我最近开始使用flink用于数据处理。
当我尝试执行table api 用于计数时
我不能导入OldCsv and FileSystem from pyflink.table.descriptors.
I have also downloaded apache-flink using: pip install apache-flink
[root@master flink]# pip3 list | grep flink
apache-flink 1.17.0
apache-flink-libraries 1.17.0
flink 1.0
pyflink 1.0
Libraries imported:
from pyflink.table import DataTypes, TableEnvironment, EnvironmentSettings
from pyflink.table.descriptors import Schema, OldCsv , FileSystem
from pyflink.table.expressions import lit
1
maybe it works in newest version and you have to update module. OR maybe it was avaliable in old version and removed in new version. You links show message that it is old documentation. OR maybe it needs to install other module to get this function. –
furas
Nov 23, 2021 at 7:21
here is link to newest documentation for version 1.15 and I can't find OldCsv in this version
but I could find in documentation for 1.13 –
furas
Nov 23, 2021 at 7:26
pip3 install apache-flink==1.13
[root@master ~]# pip3 list | grep flink
WARNING: Ignoring invalid distribution -andas (/usr/local/python38/lib/python3.8/site-packages)
apache-flink 1.13.0
apache-flink-libraries 1.13.0
flink 1.0
pyflink 1.0
[root@master ~]#
[root@master flink]# cat t3.py
from pyflink.table import DataTypes, TableEnvironment, EnvironmentSettings
from pyflink.table.descriptors import Schema, OldCsv, FileSystem
from pyflink.table.expressions import lit
settings = EnvironmentSettings.new_instance().in_batch_mode().use_blink_planner().build()

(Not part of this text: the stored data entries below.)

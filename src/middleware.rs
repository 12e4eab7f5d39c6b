use axum::{
    body::Body,
    extract::State,
    http::{Request, StatusCode},
    middleware::Next,
    response::{IntoResponse, Response},
    Extension, Json,
};
use std::sync::Arc;
use tower_cookies::Cookies;

use crate::{data::model::User, AppState};

pub const SESSION_COOKIE: &str = "mira-session";

/// Resolve the session cookie to a user row and stash it as a request
/// extension. Lookup failures degrade to an anonymous request; the auth
/// guard below decides whether that is acceptable.
pub async fn extract_user(
    State(state): State<Arc<AppState>>,
    cookies: Cookies,
    mut req: Request<Body>,
    next: Next,
) -> Response {
    let user: Option<User> = match cookies.get(SESSION_COOKIE) {
        Some(cookie) => state
            .chat_repo
            .find_user_by_session(cookie.value())
            .await
            .unwrap_or_else(|e| {
                tracing::warn!("session lookup failed: {}", e);
                None
            }),
        None => None,
    };
    req.extensions_mut().insert(user);
    next.run(req).await
}

pub async fn require_auth(
    Extension(current_user): Extension<Option<User>>,
    req: Request<Body>,
    next: Next,
) -> Response {
    match current_user {
        Some(_) => next.run(req).await,
        None => (
            StatusCode::UNAUTHORIZED,
            Json(serde_json::json!({"error": "Not authenticated"})),
        )
            .into_response(),
    }
}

t_env = TableEnvironment.create(settings)
# write all the data to one file
t_env.get_config().get_configuration().set_string("parallelism.default", "1")
t_env.connect(FileSystem().path('/tmp/input')) \
.with_format(OldCsv().field('word', DataTypes.STRING())) \
.with_schema(Schema().field('word', DataTypes.STRING())) \
.create_temporary_table('mySource')
t_env.connect(FileSystem().path('/tmp/output')) \
.with_format(OldCsv().field_delimiter('\t') \
.field('word', DataTypes.STRING()) \
.field('count', DataTypes.BIGINT())) \
.with_schema(Schema() \
.field('word', DataTypes.STRING()) \
.field('count', DataTypes.BIGINT())) \
.create_temporary_table('mySink')
tab = t_env.from_path('mySource')
tab.group_by(tab.word).select(tab.word, lit(1).count).execute_insert('mySink').wait()
[root@master flink]# python3 t3.py
[root@master flink]# cat /tmp/output
flink 2
pyflink 1